(Provided information begins)

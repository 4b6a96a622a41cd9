use crate::error::{LeadscoreError, Result};
use tracing_subscriber::EnvFilter;

/// Maps `-q` / `-v` / `-vv` onto a filter directive, falling back to the
/// configured level.
pub fn filter_directive(verbose: u8, quiet: bool, configured: &str) -> String {
    if quiet {
        return "error".to_string();
    }
    match verbose {
        0 => configured.to_string(),
        1 => "info".to_string(),
        _ => "debug".to_string(),
    }
}

/// Picks the directive to install. A non-blank `RUST_LOG` that parses wins
/// over flags and config; anything else falls back to [`filter_directive`].
pub fn effective_directive(
    env_value: Option<&str>,
    verbose: u8,
    quiet: bool,
    configured: &str,
) -> String {
    match env_value.map(str::trim) {
        Some(env) if !env.is_empty() && EnvFilter::try_new(env).is_ok() => env.to_string(),
        _ => filter_directive(verbose, quiet, configured),
    }
}

/// Installs the global subscriber. Logs go to stderr so reports on stdout
/// stay parseable.
pub fn init(verbose: u8, quiet: bool, configured: &str) -> Result<()> {
    let env_value = std::env::var(EnvFilter::DEFAULT_ENV).ok();
    let directive = effective_directive(env_value.as_deref(), verbose, quiet, configured);
    let env_filter = EnvFilter::try_new(&directive).map_err(|e| {
        LeadscoreError::Telemetry(format!("invalid log filter '{directive}': {e}"))
    })?;

    tracing_subscriber::fmt()
        .with_env_filter(env_filter)
        .with_writer(std::io::stderr)
        .with_target(false)
        .compact()
        .with_ansi(false)
        .try_init()
        .map_err(|e| LeadscoreError::Telemetry(e.to_string()))
}
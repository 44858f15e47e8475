use std::fmt;

/// Normalization method
#[derive(Clone, Copy, Debug, Eq, PartialEq)]
pub enum Method {
    /// counts per million
    Cpm,
    /// fragments per kilobase per million mapped reads
    Fpkm,
    /// transcripts per million
    Tpm,
    /// upper quartile
    Uq,
    /// counts adjusted with upper quartile factors
    Cuf,
    /// trimmed mean of M-values
    Tmm,
    /// counts adjusted with TMM factors
    Ctf,
}

impl Method {
    /// Returns whether the method requires gene lengths.
    pub fn is_length_dependent(self) -> bool {
        matches!(self, Self::Fpkm | Self::Tpm)
    }
}

impl fmt::Display for Method {
    fn fmt(&self, f: &mut fmt::Formatter<'_>) -> fmt::Result {
        let s = match self {
            Self::Cpm => "cpm",
            Self::Fpkm => "fpkm",
            Self::Tpm => "tpm",
            Self::Uq => "uq",
            Self::Cuf => "cuf",
            Self::Tmm => "tmm",
            Self::Ctf => "ctf",
        };

        f.write_str(s)
    }
}

#[cfg(test)]
mod tests {
    use super::*;

    #[test]
    fn test_fmt() {
        assert_eq!(Method::Cpm.to_string(), "cpm");
        assert_eq!(Method::Ctf.to_string(), "ctf");
    }

    #[test]
    fn test_is_length_dependent() {
        assert!(Method::Fpkm.is_length_dependent());
        assert!(Method::Tpm.is_length_dependent());
        assert!(!Method::Tmm.is_length_dependent());
    }
}
//! GTF (GFF2) annotations.

use std::{
    fs::File,
    io::{self, BufRead, BufReader},
    path::Path,
};

use flate2::read::MultiGzDecoder;
use noodles::gtf;

const EXTENSIONS: [&str; 2] = [".gtf", ".gtf.gz"];

/// Returns whether the path has a GTF extension, i.e., `.gtf` or `.gtf.gz`.
pub fn has_gtf_extension<P>(src: P) -> bool
where
    P: AsRef<Path>,
{
    src.as_ref()
        .file_name()
        .and_then(|name| name.to_str())
        .map(|name| EXTENSIONS.iter().any(|ext| name.ends_with(ext)))
        .unwrap_or(false)
}

/// Opens a GTF file, decompressing it if its extension is `gz`.
pub fn open<P>(src: P) -> io::Result<gtf::Reader<Box<dyn BufRead>>>
where
    P: AsRef<Path>,
{
    let path = src.as_ref();
    let extension = path.extension();
    let file = File::open(path)?;

    match extension.and_then(|ext| ext.to_str()) {
        Some("gz") => {
            let decoder = MultiGzDecoder::new(file);
            let reader = BufReader::new(decoder);
            Ok(gtf::Reader::new(Box::new(reader)))
        }
        _ => {
            let reader = BufReader::new(file);
            Ok(gtf::Reader::new(Box::new(reader)))
        }
    }
}

#[cfg(test)]
mod tests {
    use std::{env, fs};

    use noodles::core::Position;

    use super::*;

    #[test]
    fn test_has_gtf_extension() {
        assert!(has_gtf_extension("annotations.gtf"));
        assert!(has_gtf_extension("data/annotations.gtf.gz"));

        assert!(!has_gtf_extension("annotations.gff3"));
        assert!(!has_gtf_extension("annotations.gz"));
        assert!(!has_gtf_extension("annotations"));
    }

    #[test]
    fn test_open() -> Result<(), Box<dyn std::error::Error>> {
        use std::io::Write;

        use flate2::{write::GzEncoder, Compression};

        let data = "1\thavana\texon\t11869\t12227\t.\t+\t.\tgene_id \"ENSG00000223972\";\n";

        let working_prefix = env::temp_dir().join("rnanorm-gtf-open");
        fs::create_dir_all(&working_prefix)?;

        let src = working_prefix.join("annotations.gtf");
        fs::write(&src, data)?;

        let src_gz = working_prefix.join("annotations.gtf.gz");
        let mut encoder = GzEncoder::new(File::create(&src_gz)?, Compression::default());
        encoder.write_all(data.as_bytes())?;
        encoder.finish()?;

        for src in [src, src_gz] {
            let mut reader = open(&src)?;
            let records: Vec<_> = reader.records().collect::<io::Result<_>>()?;

            assert_eq!(records.len(), 1);

            let record = &records[0];
            assert_eq!(record.reference_sequence_name(), "1");
            assert_eq!(record.ty(), "exon");
            assert_eq!(record.start(), Position::try_from(11869)?);
            assert_eq!(record.end(), Position::try_from(12227)?);
            assert_eq!(record.strand(), Some(gtf::record::Strand::Forward));
        }

        Ok(())
    }
}
use std::{
    borrow::Cow,
    path::{Path, PathBuf},
};

use ndarray::Array1;
use tracing::{info, warn};

use super::Error;
use crate::{
    gtf,
    lengths::{calculate_union_exon_lengths, GeneLengths},
    read_features,
};

const EXON_FEATURE_TYPE: &str = "exon";

/// Where gene lengths come from.
#[derive(Debug)]
pub enum GeneLengthSource {
    /// Union exon lengths computed from a GTF file.
    Annotations { src: PathBuf, id: String },
    /// A gene length table.
    Table(GeneLengths),
}

impl GeneLengthSource {
    /// Creates a gene length source from exactly one of an annotations path or a gene length
    /// table.
    ///
    /// `id` is the GTF attribute used as the gene identifier. Annotations must have a `.gtf` or
    /// `.gtf.gz` extension.
    pub fn new(
        annotations_src: Option<PathBuf>,
        gene_lengths: Option<GeneLengths>,
        id: &str,
    ) -> Result<Self, Error> {
        match (annotations_src, gene_lengths) {
            (Some(src), None) => {
                if gtf::has_gtf_extension(&src) {
                    Ok(Self::Annotations { src, id: id.into() })
                } else {
                    Err(Error::InvalidAnnotationsExtension(src))
                }
            }
            (None, Some(gene_lengths)) => Ok(Self::Table(gene_lengths)),
            _ => Err(Error::AmbiguousGeneLengthSource),
        }
    }

    fn name(&self) -> &'static str {
        match self {
            Self::Annotations { .. } => "gtf",
            Self::Table(_) => "gene lengths",
        }
    }

    /// Returns the length of each gene in `gene_ids`, in order.
    ///
    /// Genes without a known length are NaN. It is an error if no gene has a known length.
    pub fn resolve(&self, gene_ids: &[String]) -> Result<Array1<f64>, Error> {
        let gene_lengths = match self {
            Self::Annotations { src, id } => Cow::Owned(read_gene_lengths(src, id)?),
            Self::Table(gene_lengths) => Cow::Borrowed(gene_lengths),
        };

        let lengths: Array1<f64> = gene_ids
            .iter()
            .map(|id| gene_lengths.get(id).map(|n| n as f64).unwrap_or(f64::NAN))
            .collect();

        let missing_count = lengths.iter().filter(|n| n.is_nan()).count();

        if missing_count == gene_ids.len() {
            return Err(Error::MissingGeneLengths(self.name()));
        } else if missing_count > 0 {
            warn!(
                missing_count,
                source = self.name(),
                "count matrix contains genes without lengths; their values will be NaN"
            );
        }

        Ok(lengths)
    }
}

fn read_gene_lengths(src: &Path, id: &str) -> Result<GeneLengths, Error> {
    let mut reader = gtf::open(src).map_err(|e| Error::OpenAnnotations(e, src.into()))?;

    info!(?src, feature_type = EXON_FEATURE_TYPE, feature_id = id, "reading features");

    let features =
        read_features(&mut reader, EXON_FEATURE_TYPE, id).map_err(Error::ReadAnnotations)?;

    info!(feature_count = features.len(), "read features");

    Ok(calculate_union_exon_lengths(&features))
}

#[cfg(test)]
mod tests {
    use super::*;

    fn build_gene_lengths() -> GeneLengths {
        [(String::from("g0"), 100), (String::from("g1"), 250)]
            .into_iter()
            .collect()
    }

    #[test]
    fn test_new() {
        assert!(matches!(
            GeneLengthSource::new(Some(PathBuf::from("a.gtf")), None, "gene_id"),
            Ok(GeneLengthSource::Annotations { .. })
        ));

        assert!(matches!(
            GeneLengthSource::new(None, Some(build_gene_lengths()), "gene_id"),
            Ok(GeneLengthSource::Table(_))
        ));

        assert!(matches!(
            GeneLengthSource::new(Some(PathBuf::from("a.gtf.gz")), None, "gene_id"),
            Ok(GeneLengthSource::Annotations { .. })
        ));

        assert!(matches!(
            GeneLengthSource::new(Some(PathBuf::from("a.gff3")), None, "gene_id"),
            Err(Error::InvalidAnnotationsExtension(_))
        ));

        assert!(matches!(
            GeneLengthSource::new(None, None, "gene_id"),
            Err(Error::AmbiguousGeneLengthSource)
        ));

        assert!(matches!(
            GeneLengthSource::new(
                Some(PathBuf::from("a.gtf")),
                Some(build_gene_lengths()),
                "gene_id"
            ),
            Err(Error::AmbiguousGeneLengthSource)
        ));
    }

    #[test]
    fn test_resolve() -> Result<(), Error> {
        let source = GeneLengthSource::Table(build_gene_lengths());

        let gene_ids = [String::from("g1"), String::from("g0")];
        assert_eq!(source.resolve(&gene_ids)?, Array1::from(vec![250.0, 100.0]));

        let gene_ids = [String::from("g1"), String::from("g2")];
        let lengths = source.resolve(&gene_ids)?;
        assert_eq!(lengths[0], 250.0);
        assert!(lengths[1].is_nan());

        let gene_ids = [String::from("g2"), String::from("g3")];
        assert!(matches!(
            source.resolve(&gene_ids),
            Err(Error::MissingGeneLengths("gene lengths"))
        ));

        Ok(())
    }
}
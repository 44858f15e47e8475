use std::io::Read;

use ndarray::Array2;
use thiserror::Error;

use super::{CountMatrix, ValidationError};

#[derive(Debug, Error)]
pub enum ReadError {
    #[error("invalid record")]
    InvalidRecord(#[from] csv::Error),
    #[error("missing header")]
    MissingHeader,
    #[error("missing sample ID at row {0}")]
    MissingSampleId(usize),
    #[error("invalid value for sample {0}, gene {1}: {2:?}")]
    InvalidValue(String, String, String),
    #[error("invalid shape")]
    InvalidShape(#[source] ndarray::ShapeError),
    #[error("invalid matrix")]
    Invalid(#[source] ValidationError),
}

/// Reads a sample × gene matrix from CSV.
///
/// The header is an index name (ignored) followed by gene IDs. Each record is a sample ID
/// followed by one value per gene.
pub fn read<R>(reader: R) -> Result<CountMatrix, ReadError>
where
    R: Read,
{
    const SAMPLE_ID_INDEX: usize = 0;

    let mut rdr = csv::ReaderBuilder::new()
        .has_headers(true)
        .from_reader(reader);

    let headers = rdr.headers()?;

    if headers.is_empty() {
        return Err(ReadError::MissingHeader);
    }

    let gene_ids: Vec<String> = headers.iter().skip(1).map(String::from).collect();

    let mut sample_ids = Vec::new();
    let mut values = Vec::new();

    for (i, result) in rdr.records().enumerate() {
        let record = result?;

        let sample_id = record
            .get(SAMPLE_ID_INDEX)
            .ok_or(ReadError::MissingSampleId(i))?;

        for (gene_id, raw_value) in gene_ids.iter().zip(record.iter().skip(1)) {
            let value = raw_value.trim().parse().map_err(|_| {
                ReadError::InvalidValue(sample_id.into(), gene_id.clone(), raw_value.into())
            })?;

            values.push(value);
        }

        sample_ids.push(sample_id.into());
    }

    let shape = (sample_ids.len(), gene_ids.len());
    let values = Array2::from_shape_vec(shape, values).map_err(ReadError::InvalidShape)?;

    CountMatrix::new(sample_ids, gene_ids, values).map_err(ReadError::Invalid)
}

(Provided information ends)

Task statement:
Please report how many lines in the records contain the string "impl", and write nothing besides that number.

Response to the exercise:
3